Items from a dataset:

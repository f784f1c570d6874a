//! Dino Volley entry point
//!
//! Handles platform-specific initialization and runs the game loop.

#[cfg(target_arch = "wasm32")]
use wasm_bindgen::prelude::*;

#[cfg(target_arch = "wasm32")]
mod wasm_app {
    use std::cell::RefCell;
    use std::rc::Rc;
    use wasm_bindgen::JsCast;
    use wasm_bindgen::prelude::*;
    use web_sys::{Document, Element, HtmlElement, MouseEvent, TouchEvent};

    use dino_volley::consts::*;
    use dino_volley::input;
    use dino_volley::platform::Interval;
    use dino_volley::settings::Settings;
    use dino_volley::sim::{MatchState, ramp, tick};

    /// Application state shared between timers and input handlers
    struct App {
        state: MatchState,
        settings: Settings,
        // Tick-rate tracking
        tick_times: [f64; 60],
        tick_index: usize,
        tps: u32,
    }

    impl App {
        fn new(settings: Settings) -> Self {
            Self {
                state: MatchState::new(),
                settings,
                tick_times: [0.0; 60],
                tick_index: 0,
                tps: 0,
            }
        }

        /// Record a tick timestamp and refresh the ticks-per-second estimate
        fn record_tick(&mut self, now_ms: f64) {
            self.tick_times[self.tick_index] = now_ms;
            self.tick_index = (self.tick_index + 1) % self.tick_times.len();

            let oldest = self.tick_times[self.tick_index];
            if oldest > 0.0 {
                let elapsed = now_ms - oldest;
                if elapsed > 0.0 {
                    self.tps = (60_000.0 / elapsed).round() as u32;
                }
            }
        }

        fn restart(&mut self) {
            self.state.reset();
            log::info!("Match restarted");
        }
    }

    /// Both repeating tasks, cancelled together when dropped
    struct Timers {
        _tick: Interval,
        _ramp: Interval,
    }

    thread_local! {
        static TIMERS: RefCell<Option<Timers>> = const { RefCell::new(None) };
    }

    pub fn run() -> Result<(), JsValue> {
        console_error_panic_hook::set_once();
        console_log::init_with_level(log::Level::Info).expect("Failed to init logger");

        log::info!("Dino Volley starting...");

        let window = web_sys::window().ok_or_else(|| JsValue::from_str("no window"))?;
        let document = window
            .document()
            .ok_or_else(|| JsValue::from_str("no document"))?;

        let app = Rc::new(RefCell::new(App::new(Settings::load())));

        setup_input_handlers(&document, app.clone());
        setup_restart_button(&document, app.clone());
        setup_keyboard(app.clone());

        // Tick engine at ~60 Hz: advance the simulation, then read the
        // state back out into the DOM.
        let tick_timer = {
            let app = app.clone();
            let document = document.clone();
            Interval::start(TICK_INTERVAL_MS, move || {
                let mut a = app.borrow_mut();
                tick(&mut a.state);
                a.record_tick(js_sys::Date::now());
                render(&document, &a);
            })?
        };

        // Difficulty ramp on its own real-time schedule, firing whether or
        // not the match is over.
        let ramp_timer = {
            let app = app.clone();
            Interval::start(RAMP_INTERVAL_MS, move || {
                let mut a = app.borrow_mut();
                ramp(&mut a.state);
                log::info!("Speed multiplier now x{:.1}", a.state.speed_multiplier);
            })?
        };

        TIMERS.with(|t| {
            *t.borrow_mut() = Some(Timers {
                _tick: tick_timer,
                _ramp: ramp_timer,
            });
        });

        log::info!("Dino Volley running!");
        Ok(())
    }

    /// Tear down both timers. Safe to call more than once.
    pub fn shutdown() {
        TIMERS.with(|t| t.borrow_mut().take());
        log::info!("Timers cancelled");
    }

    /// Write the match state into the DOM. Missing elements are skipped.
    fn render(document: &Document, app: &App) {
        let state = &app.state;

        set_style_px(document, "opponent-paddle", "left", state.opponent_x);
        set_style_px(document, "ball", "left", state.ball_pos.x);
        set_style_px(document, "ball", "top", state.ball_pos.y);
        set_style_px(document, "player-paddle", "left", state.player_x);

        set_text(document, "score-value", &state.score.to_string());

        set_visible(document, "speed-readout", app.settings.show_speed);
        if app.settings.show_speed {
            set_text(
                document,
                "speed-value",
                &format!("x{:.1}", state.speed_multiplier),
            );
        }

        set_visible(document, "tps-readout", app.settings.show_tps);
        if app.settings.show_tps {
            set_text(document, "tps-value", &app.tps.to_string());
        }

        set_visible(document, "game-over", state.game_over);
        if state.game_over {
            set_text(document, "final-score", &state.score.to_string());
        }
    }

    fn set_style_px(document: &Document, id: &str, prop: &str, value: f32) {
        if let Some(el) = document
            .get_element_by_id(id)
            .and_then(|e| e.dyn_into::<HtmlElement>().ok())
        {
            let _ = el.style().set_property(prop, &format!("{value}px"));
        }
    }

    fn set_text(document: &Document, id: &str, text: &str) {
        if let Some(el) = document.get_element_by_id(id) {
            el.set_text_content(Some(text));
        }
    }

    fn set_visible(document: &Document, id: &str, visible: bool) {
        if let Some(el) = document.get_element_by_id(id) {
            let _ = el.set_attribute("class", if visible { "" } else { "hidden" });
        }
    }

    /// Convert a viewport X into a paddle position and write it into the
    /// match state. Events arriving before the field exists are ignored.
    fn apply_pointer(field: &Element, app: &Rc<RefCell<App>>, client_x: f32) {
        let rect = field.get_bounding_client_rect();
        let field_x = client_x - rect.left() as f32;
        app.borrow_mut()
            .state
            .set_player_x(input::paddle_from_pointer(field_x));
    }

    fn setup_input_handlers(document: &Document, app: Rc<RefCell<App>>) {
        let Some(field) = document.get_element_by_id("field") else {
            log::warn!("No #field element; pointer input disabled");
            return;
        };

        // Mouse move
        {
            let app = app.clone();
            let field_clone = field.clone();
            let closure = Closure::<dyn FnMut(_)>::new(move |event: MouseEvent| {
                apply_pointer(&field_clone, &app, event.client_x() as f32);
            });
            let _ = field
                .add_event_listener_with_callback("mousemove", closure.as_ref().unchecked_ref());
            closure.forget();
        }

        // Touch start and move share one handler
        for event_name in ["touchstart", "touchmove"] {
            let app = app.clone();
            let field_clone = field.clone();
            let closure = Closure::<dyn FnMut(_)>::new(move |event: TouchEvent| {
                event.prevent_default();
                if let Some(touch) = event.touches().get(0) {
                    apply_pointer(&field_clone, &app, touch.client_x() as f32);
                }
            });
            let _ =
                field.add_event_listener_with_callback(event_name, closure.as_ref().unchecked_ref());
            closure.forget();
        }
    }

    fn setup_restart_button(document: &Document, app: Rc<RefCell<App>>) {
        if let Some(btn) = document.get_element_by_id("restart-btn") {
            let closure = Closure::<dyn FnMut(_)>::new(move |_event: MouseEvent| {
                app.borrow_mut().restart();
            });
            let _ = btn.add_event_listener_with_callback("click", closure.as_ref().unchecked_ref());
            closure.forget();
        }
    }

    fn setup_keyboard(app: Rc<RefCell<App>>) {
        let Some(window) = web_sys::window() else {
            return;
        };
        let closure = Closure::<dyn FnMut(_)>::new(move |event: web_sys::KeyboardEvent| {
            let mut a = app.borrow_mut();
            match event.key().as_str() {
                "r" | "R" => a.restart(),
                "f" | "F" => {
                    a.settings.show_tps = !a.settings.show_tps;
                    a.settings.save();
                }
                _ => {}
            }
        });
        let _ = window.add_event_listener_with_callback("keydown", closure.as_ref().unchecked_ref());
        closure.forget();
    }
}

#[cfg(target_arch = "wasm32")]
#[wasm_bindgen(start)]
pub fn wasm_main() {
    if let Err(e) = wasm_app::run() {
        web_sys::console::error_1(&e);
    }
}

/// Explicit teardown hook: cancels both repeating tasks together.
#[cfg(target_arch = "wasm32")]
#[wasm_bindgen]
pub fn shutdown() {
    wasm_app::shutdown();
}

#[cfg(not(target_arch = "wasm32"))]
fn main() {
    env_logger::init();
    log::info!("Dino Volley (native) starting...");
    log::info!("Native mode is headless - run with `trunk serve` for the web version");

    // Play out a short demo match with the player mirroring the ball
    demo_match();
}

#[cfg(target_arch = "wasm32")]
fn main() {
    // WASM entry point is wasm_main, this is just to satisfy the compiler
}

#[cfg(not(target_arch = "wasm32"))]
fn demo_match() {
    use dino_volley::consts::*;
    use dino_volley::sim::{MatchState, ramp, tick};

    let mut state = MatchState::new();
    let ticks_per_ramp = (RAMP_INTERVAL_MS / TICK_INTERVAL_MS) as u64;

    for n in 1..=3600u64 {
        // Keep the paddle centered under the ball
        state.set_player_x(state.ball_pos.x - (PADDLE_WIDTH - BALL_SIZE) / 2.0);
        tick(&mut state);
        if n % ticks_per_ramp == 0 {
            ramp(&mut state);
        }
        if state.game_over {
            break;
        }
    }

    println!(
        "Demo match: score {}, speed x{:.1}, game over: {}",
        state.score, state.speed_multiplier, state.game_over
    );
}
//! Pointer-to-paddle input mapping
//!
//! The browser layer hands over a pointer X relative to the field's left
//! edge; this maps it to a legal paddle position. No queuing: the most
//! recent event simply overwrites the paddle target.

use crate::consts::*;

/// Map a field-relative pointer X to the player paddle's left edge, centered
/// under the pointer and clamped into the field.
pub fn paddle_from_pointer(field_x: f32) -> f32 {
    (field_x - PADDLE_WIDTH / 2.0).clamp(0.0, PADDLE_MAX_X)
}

Brief –
Search the entries above for the word "this" and copy each line where it appears.

Written answer –
    // WASM entry point is wasm_main, this is just to satisfy the compiler
//! edge; this maps it to a legal paddle position. No queuing: the most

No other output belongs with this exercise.